• [DESCRIPTION OF THE TASK]
From the material below, copy each line that holds the word "ArtifactRecord".

SUPPLIED RECORDS Block Start

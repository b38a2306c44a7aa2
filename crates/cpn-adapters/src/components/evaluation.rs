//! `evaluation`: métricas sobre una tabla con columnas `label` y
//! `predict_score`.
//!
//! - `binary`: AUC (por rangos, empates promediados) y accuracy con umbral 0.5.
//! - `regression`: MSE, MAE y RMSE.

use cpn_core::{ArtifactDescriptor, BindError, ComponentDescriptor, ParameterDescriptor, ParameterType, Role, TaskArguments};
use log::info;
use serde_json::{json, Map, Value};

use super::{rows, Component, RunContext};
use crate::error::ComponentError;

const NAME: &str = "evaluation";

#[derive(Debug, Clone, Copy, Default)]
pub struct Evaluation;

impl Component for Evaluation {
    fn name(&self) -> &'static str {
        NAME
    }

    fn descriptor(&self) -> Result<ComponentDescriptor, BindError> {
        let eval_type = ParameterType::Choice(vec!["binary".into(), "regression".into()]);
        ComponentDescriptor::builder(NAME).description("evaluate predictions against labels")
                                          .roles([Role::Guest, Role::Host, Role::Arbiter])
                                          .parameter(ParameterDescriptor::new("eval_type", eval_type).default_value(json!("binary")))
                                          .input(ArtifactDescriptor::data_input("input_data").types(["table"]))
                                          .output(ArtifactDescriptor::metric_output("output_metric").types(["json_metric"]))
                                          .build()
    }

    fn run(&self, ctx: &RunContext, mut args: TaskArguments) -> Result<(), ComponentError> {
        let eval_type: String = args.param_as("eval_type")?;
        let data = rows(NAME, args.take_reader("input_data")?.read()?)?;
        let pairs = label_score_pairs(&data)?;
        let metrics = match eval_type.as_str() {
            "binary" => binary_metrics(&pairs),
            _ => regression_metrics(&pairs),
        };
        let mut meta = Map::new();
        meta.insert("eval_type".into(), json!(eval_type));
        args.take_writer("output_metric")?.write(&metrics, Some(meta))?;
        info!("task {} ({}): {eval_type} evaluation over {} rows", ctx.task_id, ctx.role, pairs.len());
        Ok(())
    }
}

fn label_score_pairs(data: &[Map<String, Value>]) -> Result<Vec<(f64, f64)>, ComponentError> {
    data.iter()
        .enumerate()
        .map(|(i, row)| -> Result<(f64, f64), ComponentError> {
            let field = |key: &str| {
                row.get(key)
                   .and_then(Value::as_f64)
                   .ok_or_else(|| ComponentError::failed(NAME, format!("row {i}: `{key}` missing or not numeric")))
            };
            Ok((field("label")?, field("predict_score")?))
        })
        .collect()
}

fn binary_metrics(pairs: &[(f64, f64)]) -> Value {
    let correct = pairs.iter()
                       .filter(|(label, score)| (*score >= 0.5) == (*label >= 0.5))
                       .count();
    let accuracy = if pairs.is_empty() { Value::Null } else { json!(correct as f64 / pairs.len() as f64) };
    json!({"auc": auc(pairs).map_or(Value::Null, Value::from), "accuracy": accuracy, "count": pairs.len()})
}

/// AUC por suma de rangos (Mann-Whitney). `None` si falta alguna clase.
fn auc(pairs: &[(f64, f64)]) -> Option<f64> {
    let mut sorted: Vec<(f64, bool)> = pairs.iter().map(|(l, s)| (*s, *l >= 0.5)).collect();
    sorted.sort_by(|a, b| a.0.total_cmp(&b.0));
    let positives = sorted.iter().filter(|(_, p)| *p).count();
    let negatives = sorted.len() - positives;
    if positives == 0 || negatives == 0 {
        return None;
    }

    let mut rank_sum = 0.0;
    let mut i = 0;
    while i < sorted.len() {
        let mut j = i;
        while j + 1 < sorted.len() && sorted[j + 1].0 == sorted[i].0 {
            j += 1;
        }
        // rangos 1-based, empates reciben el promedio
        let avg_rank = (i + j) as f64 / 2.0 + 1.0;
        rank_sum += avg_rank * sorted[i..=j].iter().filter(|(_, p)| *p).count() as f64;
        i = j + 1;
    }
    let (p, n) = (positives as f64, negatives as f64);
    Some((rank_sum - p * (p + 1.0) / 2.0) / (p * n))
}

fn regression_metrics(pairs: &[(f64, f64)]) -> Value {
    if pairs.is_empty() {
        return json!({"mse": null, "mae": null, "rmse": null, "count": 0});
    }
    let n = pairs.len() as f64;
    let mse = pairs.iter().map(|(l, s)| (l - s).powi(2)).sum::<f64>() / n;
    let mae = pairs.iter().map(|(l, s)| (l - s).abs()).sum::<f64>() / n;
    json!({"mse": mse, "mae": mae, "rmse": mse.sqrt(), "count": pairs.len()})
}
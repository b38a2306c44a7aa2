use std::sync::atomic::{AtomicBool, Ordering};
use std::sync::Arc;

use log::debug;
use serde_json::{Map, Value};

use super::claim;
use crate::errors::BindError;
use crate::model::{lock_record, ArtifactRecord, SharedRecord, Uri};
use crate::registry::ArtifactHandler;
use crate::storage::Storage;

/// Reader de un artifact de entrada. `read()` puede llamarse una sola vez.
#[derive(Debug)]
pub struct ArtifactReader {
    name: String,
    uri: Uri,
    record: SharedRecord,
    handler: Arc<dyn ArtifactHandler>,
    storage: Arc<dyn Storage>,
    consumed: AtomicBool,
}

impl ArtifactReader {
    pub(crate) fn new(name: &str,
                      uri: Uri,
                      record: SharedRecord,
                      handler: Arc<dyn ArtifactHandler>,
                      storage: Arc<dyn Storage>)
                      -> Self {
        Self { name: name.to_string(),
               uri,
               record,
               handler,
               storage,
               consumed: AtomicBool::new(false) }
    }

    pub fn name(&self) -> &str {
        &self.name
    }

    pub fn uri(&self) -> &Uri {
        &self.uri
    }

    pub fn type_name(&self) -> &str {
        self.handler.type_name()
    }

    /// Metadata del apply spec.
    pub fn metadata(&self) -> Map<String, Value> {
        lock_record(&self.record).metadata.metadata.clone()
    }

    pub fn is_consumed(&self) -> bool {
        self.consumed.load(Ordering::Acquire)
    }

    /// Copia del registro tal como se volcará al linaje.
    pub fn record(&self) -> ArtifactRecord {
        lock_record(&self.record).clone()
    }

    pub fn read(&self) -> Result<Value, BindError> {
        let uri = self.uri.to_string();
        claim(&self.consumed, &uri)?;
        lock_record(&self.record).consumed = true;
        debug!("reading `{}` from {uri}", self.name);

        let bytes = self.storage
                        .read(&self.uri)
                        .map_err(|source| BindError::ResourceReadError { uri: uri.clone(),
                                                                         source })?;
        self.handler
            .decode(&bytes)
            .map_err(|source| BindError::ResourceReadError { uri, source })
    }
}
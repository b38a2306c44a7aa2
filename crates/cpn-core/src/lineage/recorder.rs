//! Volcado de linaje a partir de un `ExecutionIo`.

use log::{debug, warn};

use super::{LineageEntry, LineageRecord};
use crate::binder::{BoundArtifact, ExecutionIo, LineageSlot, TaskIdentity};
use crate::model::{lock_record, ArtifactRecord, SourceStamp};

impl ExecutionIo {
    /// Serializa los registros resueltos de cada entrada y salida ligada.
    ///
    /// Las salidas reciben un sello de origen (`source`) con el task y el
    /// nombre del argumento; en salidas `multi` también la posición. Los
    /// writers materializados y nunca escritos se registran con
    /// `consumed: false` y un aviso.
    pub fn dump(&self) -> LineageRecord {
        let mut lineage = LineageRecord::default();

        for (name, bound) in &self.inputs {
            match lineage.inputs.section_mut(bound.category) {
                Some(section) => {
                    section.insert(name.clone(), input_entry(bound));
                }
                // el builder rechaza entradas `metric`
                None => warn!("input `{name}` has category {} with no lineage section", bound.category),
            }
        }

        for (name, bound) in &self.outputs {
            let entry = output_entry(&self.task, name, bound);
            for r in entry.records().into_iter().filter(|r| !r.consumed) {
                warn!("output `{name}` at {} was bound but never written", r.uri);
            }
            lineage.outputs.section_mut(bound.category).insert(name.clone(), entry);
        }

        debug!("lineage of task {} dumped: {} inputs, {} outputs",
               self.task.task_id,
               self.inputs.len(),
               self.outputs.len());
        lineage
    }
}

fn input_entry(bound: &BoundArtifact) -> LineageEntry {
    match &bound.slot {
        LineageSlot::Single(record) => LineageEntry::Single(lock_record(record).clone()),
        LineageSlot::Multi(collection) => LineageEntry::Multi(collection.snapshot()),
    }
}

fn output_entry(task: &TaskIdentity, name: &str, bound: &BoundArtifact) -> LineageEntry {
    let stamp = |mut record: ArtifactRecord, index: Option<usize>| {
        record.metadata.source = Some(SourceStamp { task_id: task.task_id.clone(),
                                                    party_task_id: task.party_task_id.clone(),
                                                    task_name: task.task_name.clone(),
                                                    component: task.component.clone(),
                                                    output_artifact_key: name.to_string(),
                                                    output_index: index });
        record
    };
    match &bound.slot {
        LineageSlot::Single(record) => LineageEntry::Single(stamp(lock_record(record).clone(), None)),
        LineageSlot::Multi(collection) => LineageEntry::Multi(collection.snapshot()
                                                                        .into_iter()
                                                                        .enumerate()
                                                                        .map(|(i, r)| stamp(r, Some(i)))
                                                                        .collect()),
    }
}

SUPPLIED RECORDS Block End

• [ANSWER BOX]
use crate::model::{lock_record, ArtifactRecord, SharedRecord, Uri};
    pub fn record(&self) -> ArtifactRecord {
use crate::model::{lock_record, ArtifactRecord, SourceStamp};
    let stamp = |mut record: ArtifactRecord, index: Option<usize>| {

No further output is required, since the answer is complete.